Under the scope — in the cramped lab space I’d secured on a back street in Bishop — the Drystall grains I’d got from a Bishop stable did not match my evidence. It was mashed pumice, all right, but only a second cousin to the pumice I’d taken from Georgia’s mouth.
But it pointed me in the right direction.
Through Bobby Panetta I found Ali al-Amin, with whom Mike had planned to room, to whom Mike had evacuated his cat. I knelt beside the litter box in Ali’s tidy laundry room, as Mike’s high-strung manx paced nervously. The room smelled — catshit overlain by another, familiar odor. I pulled on my winter wool glove, making Ali as suspicous as the cat, and shoved my hand into the bin of clean litter. Ali warned me not to spill because it was Mike’s special mix and Ali dreaded weaning the manx to a new brand. I didn’t spill. I withdrew my hand and inspected my glove. It was coated. I brushed it off. Litter still clung to the wool fibers. I brushed again. Not clean yet. Litter had even worked in under the cuff.
I got out my hand lens and squinted at the grains on my glove. Crushed pumice and Jeffrey pine bark. My glove smelled faintly of rootbeer. Pumice and Jeffrey pine, Drystall and sagebrush — Mr. Clean had clearly taken an inventive pride in his work.

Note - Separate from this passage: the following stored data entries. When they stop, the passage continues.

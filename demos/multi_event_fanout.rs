//! Example: Running several design storms over one project concurrently
//!
//! `router::run_simulation` is a pure function of its `(Project, event_id)`
//! arguments -- it performs no I/O and mutates no shared state -- so
//! independent events can be routed on separate threads with no locking.
//! This example fans a project's events out across `std::thread::scope`,
//! one thread per event, and collects the peak outflow at the outfall.

use stormlab_core::node::{Node, NodeKind, Position};
use stormlab_core::project::Project;
use stormlab_core::rainfall::{RainfallEvent, StormType};
use stormlab_core::router;
use stormlab_core::subcatchment::{HydrologicSoilGroup, SubArea, Subcatchment};
use stormlab_core::tc::{FlowSegment, SurfaceType};
use stormlab_core::link::Link;

fn demo_project() -> Project {
    Project {
        id: "fanout-demo".to_string(),
        name: "Multi-Storm Fanout Demo".to_string(),
        description: "One subcatchment, several return periods.".to_string(),
        nodes: vec![
            Node {
                id: "sub-1".to_string(),
                name: "Basin".to_string(),
                position: Position::default(),
                kind: NodeKind::Subcatchment(Subcatchment {
                    sub_areas: vec![SubArea {
                        description: "Mixed residential".to_string(),
                        soil_group: HydrologicSoilGroup::B,
                        curve_number: 72.0,
                        area: 40.0,
                    }],
                    flow_segments: vec![FlowSegment::Sheet {
                        length: 100.0,
                        roughness: 0.24,
                        slope: 0.01,
                        p2: 3.0,
                    }],
                    tc_override: None,
                    cn_override: None,
                }),
            },
            Node {
                id: "outfall".to_string(),
                name: "Outfall".to_string(),
                position: Position::default(),
                kind: NodeKind::Junction,
            },
        ],
        links: vec![Link {
            id: "l1".to_string(),
            from: "sub-1".to_string(),
            to: "outfall".to_string(),
        }],
        events: vec![
            RainfallEvent { id: "2yr".to_string(), label: "2-Year, 24-Hour".to_string(), storm_type: StormType::II, total_depth: 3.2 },
            RainfallEvent { id: "10yr".to_string(), label: "10-Year, 24-Hour".to_string(), storm_type: StormType::II, total_depth: 5.0 },
            RainfallEvent { id: "100yr".to_string(), label: "100-Year, 24-Hour".to_string(), storm_type: StormType::II, total_depth: 7.8 },
        ],
    }
}

fn main() -> Result<(), Box<dyn std::error::Error>> {
    let project = demo_project();

    let results: Vec<(String, Result<f64, String>)> = std::thread::scope(|scope| {
        let handles: Vec<_> = project
            .events
            .iter()
            .map(|event| {
                let project = &project;
                let event_id = event.id.clone();
                scope.spawn(move || {
                    let peak = router::run_simulation(project, &event_id)
                        .map(|r| r.nodes["outfall"].peak_outflow)
                        .map_err(|e| e.to_string());
                    (event_id, peak)
                })
            })
            .collect();
        handles.into_iter().map(|h| h.join().unwrap()).collect()
    });

    println!("--- Peak outfall flow by event ---");
    for (event_id, peak) in results {
        match peak {
            Ok(q) => println!("{:>6}: {:.2} cfs", event_id, q),
            Err(e) => println!("{:>6}: error - {}", event_id, e),
        }
    }

    Ok(())
}
//! Time of concentration (Chapter 4 hydrology pipeline, step 3)
//!
//! Tc is the sum of travel times for an ordered chain of flow segments: sheet
//! flow, shallow concentrated flow, and open-channel flow, in the order water
//! actually travels them to the subcatchment outlet.

use crate::error::{SimError, SimResult};
use serde::{Deserialize, Serialize};

/// One leg of a time-of-concentration flow path
#[derive(Debug, Clone, Serialize, Deserialize, PartialEq)]
#[serde(tag = "type", rename_all = "camelCase")]
pub enum FlowSegment {
    /// Thin, even sheet flow over a plane (HEC-22/TR-55 Tt = 0.007(nL)^0.8 / (P2^0.5 s^0.4))
    Sheet {
        /// Flow length (ft), must be <= 300
        length: f64,
        /// Manning's roughness coefficient for the surface
        roughness: f64,
        /// Slope (ft/ft), must be > 0
        slope: f64,
        /// 2-year, 24-hour rainfall depth (inches), must be > 0
        #[serde(rename = "p2")]
        p2: f64,
    },
    /// Shallow concentrated flow, after sheet flow consolidates into rills
    ShallowConcentrated {
        /// Flow length (ft)
        length: f64,
        /// Slope (ft/ft), must be > 0
        slope: f64,
        /// Surface type, sets the velocity coefficient
        surface: SurfaceType,
    },
    /// Flow in a defined open channel
    Channel {
        /// Flow length (ft)
        length: f64,
        /// Manning's roughness coefficient
        roughness: f64,
        /// Slope (ft/ft), must be > 0
        slope: f64,
        /// Flow area (sq ft), must be > 0
        area: f64,
        /// Wetted perimeter (ft), must be > 0
        #[serde(rename = "wettedPerimeter")]
        wetted_perimeter: f64,
    },
}

/// Surface type for shallow concentrated flow velocity coefficients
#[derive(Debug, Clone, Copy, Serialize, Deserialize, PartialEq, Eq)]
#[serde(rename_all = "lowercase")]
pub enum SurfaceType {
    /// Paved surface, k = 20.3282
    Paved,
    /// Unpaved surface, k = 16.1345
    Unpaved,
}

impl SurfaceType {
    fn velocity_coefficient(self) -> f64 {
        match self {
            SurfaceType::Paved => 20.3282,
            SurfaceType::Unpaved => 16.1345,
        }
    }
}

impl FlowSegment {
    /// Travel time for this segment, in hours
    pub fn travel_time(&self) -> SimResult<f64> {
        match self {
            FlowSegment::Sheet {
                length,
                roughness,
                slope,
                p2,
            } => sheet_flow_time(*length, *roughness, *slope, *p2),
            FlowSegment::ShallowConcentrated {
                length,
                slope,
                surface,
            } => shallow_concentrated_time(*length, *slope, *surface),
            FlowSegment::Channel {
                length,
                roughness,
                slope,
                area,
                wetted_perimeter,
            } => channel_flow_time(*length, *roughness, *slope, *area, *wetted_perimeter),
        }
    }
}

/// Sheet flow travel time, hours: `Tt = 0.007(nL)^0.8 / (P2^0.5 s^0.4)`
///
/// Rejects `length > 300` ft per the TR-55 limit on sheet flow.
pub fn sheet_flow_time(length: f64, roughness: f64, slope: f64, p2: f64) -> SimResult<f64> {
    if length > 300.0 {
        return Err(SimError::invalid_input(
            "length",
            format!("sheet flow length must be <= 300 ft, got {}", length),
        ));
    }
    if slope <= 0.0 {
        return Err(SimError::invalid_input(
            "slope",
            format!("must be > 0, got {}", slope),
        ));
    }
    if p2 <= 0.0 {
        return Err(SimError::invalid_input(
            "p2",
            format!("must be > 0, got {}", p2),
        ));
    }

    Ok(0.007 * (roughness * length).powf(0.8) / (p2.sqrt() * slope.powf(0.4)))
}

/// Shallow concentrated flow travel time, hours: `V = k s^0.5`, `Tt = L / V / 3600`
pub fn shallow_concentrated_time(length: f64, slope: f64, surface: SurfaceType) -> SimResult<f64> {
    if slope <= 0.0 {
        return Err(SimError::invalid_input(
            "slope",
            format!("must be > 0, got {}", slope),
        ));
    }
    let velocity = surface.velocity_coefficient() * slope.sqrt();
    Ok(length / velocity / 3600.0)
}

/// Open channel flow travel time, hours, via Manning's equation:
/// `R = A/WP`, `V = (1.49/n) R^(2/3) s^0.5`, `Tt = L / V / 3600`
pub fn channel_flow_time(
    length: f64,
    roughness: f64,
    slope: f64,
    area: f64,
    wetted_perimeter: f64,
) -> SimResult<f64> {
    if area <= 0.0 {
        return Err(SimError::invalid_input(
            "area",
            format!("must be > 0, got {}", area),
        ));
    }
    if wetted_perimeter <= 0.0 {
        return Err(SimError::invalid_input(
            "wettedPerimeter",
            format!("must be > 0, got {}", wetted_perimeter),
        ));
    }
    if slope <= 0.0 {
        return Err(SimError::invalid_input(
            "slope",
            format!("must be > 0, got {}", slope),
        ));
    }

    let hydraulic_radius = area / wetted_perimeter;
    let velocity = (1.49 / roughness) * hydraulic_radius.powf(2.0 / 3.0) * slope.sqrt();
    Ok(length / velocity / 3600.0)
}

/// Sum travel times over an ordered chain of flow segments, hours
pub fn time_of_concentration(segments: &[FlowSegment]) -> SimResult<f64> {
    let mut total = 0.0;
    for segment in segments {
        total += segment.travel_time()?;
    }
    Ok(total)
}

#[cfg(test)]
mod tests {
    use super::*;

    #[test]
    fn test_sheet_flow_rejects_long_length() {
        let result = sheet_flow_time(301.0, 0.011, 0.02, 2.5);
        assert!(result.is_err());
    }

    #[test]
    fn test_sheet_flow_travel_time() {
        let tt = sheet_flow_time(100.0, 0.15, 0.01, 3.0).unwrap();
        assert!(tt > 0.0);
    }

    #[test]
    fn test_shallow_concentrated_paved_faster_than_unpaved() {
        let paved = shallow_concentrated_time(500.0, 0.02, SurfaceType::Paved).unwrap();
        let unpaved = shallow_concentrated_time(500.0, 0.02, SurfaceType::Unpaved).unwrap();
        assert!(paved < unpaved);
    }

    #[test]
    fn test_channel_flow_time_positive() {
        let tt = channel_flow_time(1000.0, 0.03, 0.005, 10.0, 12.0).unwrap();
        assert!(tt > 0.0);
    }

    #[test]
    fn test_time_of_concentration_sums_segments() {
        let segments = vec![
            FlowSegment::Sheet {
                length: 100.0,
                roughness: 0.15,
                slope: 0.01,
                p2: 3.0,
            },
            FlowSegment::ShallowConcentrated {
                length: 500.0,
                slope: 0.02,
                surface: SurfaceType::Unpaved,
            },
            FlowSegment::Channel {
                length: 1000.0,
                roughness: 0.03,
                slope: 0.005,
                area: 10.0,
                wetted_perimeter: 12.0,
            },
        ];

        let individual_sum: f64 = segments.iter().map(|s| s.travel_time().unwrap()).sum();
        let tc = time_of_concentration(&segments).unwrap();
        assert!((tc - individual_sum).abs() < 1e-12);
    }

    #[test]
    fn test_empty_segments_yields_zero() {
        assert_eq!(time_of_concentration(&[]).unwrap(), 0.0);
    }

    #[test]
    fn test_nonpositive_slope_rejected() {
        assert!(sheet_flow_time(100.0, 0.15, 0.0, 3.0).is_err());
        assert!(shallow_concentrated_time(100.0, -0.01, SurfaceType::Paved).is_err());
        assert!(channel_flow_time(100.0, 0.03, 0.0, 10.0, 12.0).is_err());
    }
}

Mr. Clean was equally fastidious about his cat’s litterbox. I knew because I’d been to Mike’s place once to pick up Jimbo when his car died and the two of them were in the garage looking for jumper cables, and the litterbox was next to the workbench. On a cold November day, I thought, Mike might wear gloves in the chilly garage to prepare his special litter mix, and if he subsequently wore those gloves in another context, at an old mine site handling a body, bits of that special litter mix could fall out.
I pictured it, Mike and Georgia arguing, and then a shove, and then maybe Georgia falls and hits her head on a rock. I couldn’t see Mike wielding the rock, hitting her. Perhaps he had done, but I couldn’t picture it. Perhaps I’d become more forgiving of Mike but I could not credit him with cold-blooded murder. I was calling it an accident. In my report I’d lay out the scenario, of Mike’s horror when Georgia was knocked out, of his futile attempt to revive her. I’d mention the bruising around her mouth, where Mike had grasped her, thumb and fingers spread just so, opening her mouth to give her CPR. Only she’s not responding and in his panic he jerks his hand and the cuff on his glove rolls and the soil falls in her mouth.
And when CPR fails, he closes her mouth to end her silent scream.